<<<<

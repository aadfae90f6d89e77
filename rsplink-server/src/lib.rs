//! # rsplink-server
//!
//! TCP endpoint for a GDB remote serial protocol stub.
//!
//! This crate provides:
//! - A localhost listener and per-client connection transport
//! - A packet reader that acks, naks and recovers from framing faults
//! - Session state and the packet handler seam
//! - A single-client accept/serve loop

pub mod config;
pub mod connection;
pub mod error;
pub mod handler;
pub mod reader;
pub mod server;
pub mod session;

pub use config::{Config, ConfigError, NetworkConfig, TransportConfig};
pub use connection::{Connection, Listener};
pub use error::ServerError;
pub use handler::{Disposition, NullTarget, PacketHandler};
pub use reader::PacketReader;
pub use server::{Server, ServerConfig, ServerStats};
pub use session::Session;
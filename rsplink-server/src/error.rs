//! Server error types.

use crate::config::ConfigError;
use thiserror::Error;

/// Server errors.
#[derive(Debug, Error)]
pub enum ServerError {
    #[error("I/O error: {0}")]
    Io(#[from] std::io::Error),

    #[error("protocol error: {0}")]
    Protocol(#[from] rsplink_protocol::ProtocolError),

    #[error("configuration error: {0}")]
    Config(#[from] ConfigError),

    #[error("connection is closed")]
    NotConnected,

    #[error("listener is not started")]
    NotListening,

    #[error("read size must be non-zero")]
    ZeroSizeRead,

    #[error("stream desynchronized: {faults} consecutive framing faults")]
    Desynchronized { faults: usize },

    #[error("handler error: {0}")]
    Handler(String),

    #[error("server shutting down")]
    ShuttingDown,
}

impl ServerError {
    /// Returns whether the connection this error came from is unusable.
    pub fn is_connection_fault(&self) -> bool {
        matches!(
            self,
            ServerError::Io(_) | ServerError::NotConnected | ServerError::Desynchronized { .. }
        )
    }
}
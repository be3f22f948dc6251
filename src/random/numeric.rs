//! Capability bound for values a generator may draw

use rand::distributions::uniform::SampleUniform;
use std::fmt::Debug;

/// An arithmetic type that can be drawn uniformly from an inclusive range
/// and mapped from a unit-interval position onto such a range.
///
/// Implemented for every primitive integer up to 64 bits and for `f32`/`f64`.
/// Passing anything else to a generator is a compile error.
pub trait Numeric: num_traits::Num + Copy + PartialOrd + SampleUniform + Debug {
    /// Map `p` in `[0, 1]` onto `[min, max]`.
    ///
    /// Integers take the floor of `p * (max - min + 1)` and clamp to `max`,
    /// so every value in the range owns an equal slice of the unit interval.
    fn from_unit(min: Self, max: Self, p: f64) -> Self;
}

macro_rules! impl_numeric_int {
    ($($t:ty),*) => {
        $(
            impl Numeric for $t {
                fn from_unit(min: Self, max: Self, p: f64) -> Self {
                    let span = max as i128 - min as i128;
                    let offset = ((span + 1) as f64 * p) as i128;
                    (min as i128 + offset.clamp(0, span)) as $t
                }
            }
        )*
    };
}

macro_rules! impl_numeric_float {
    ($($t:ty),*) => {
        $(
            impl Numeric for $t {
                fn from_unit(min: Self, max: Self, p: f64) -> Self {
                    (min + (max - min) * p as $t).clamp(min, max)
                }
            }
        )*
    };
}

impl_numeric_int!(i8, i16, i32, i64, isize, u8, u16, u32, u64, usize);
impl_numeric_float!(f32, f64);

>>>>

Exercise objective
Please say how many lines above contain "clamp", number only.

Response
3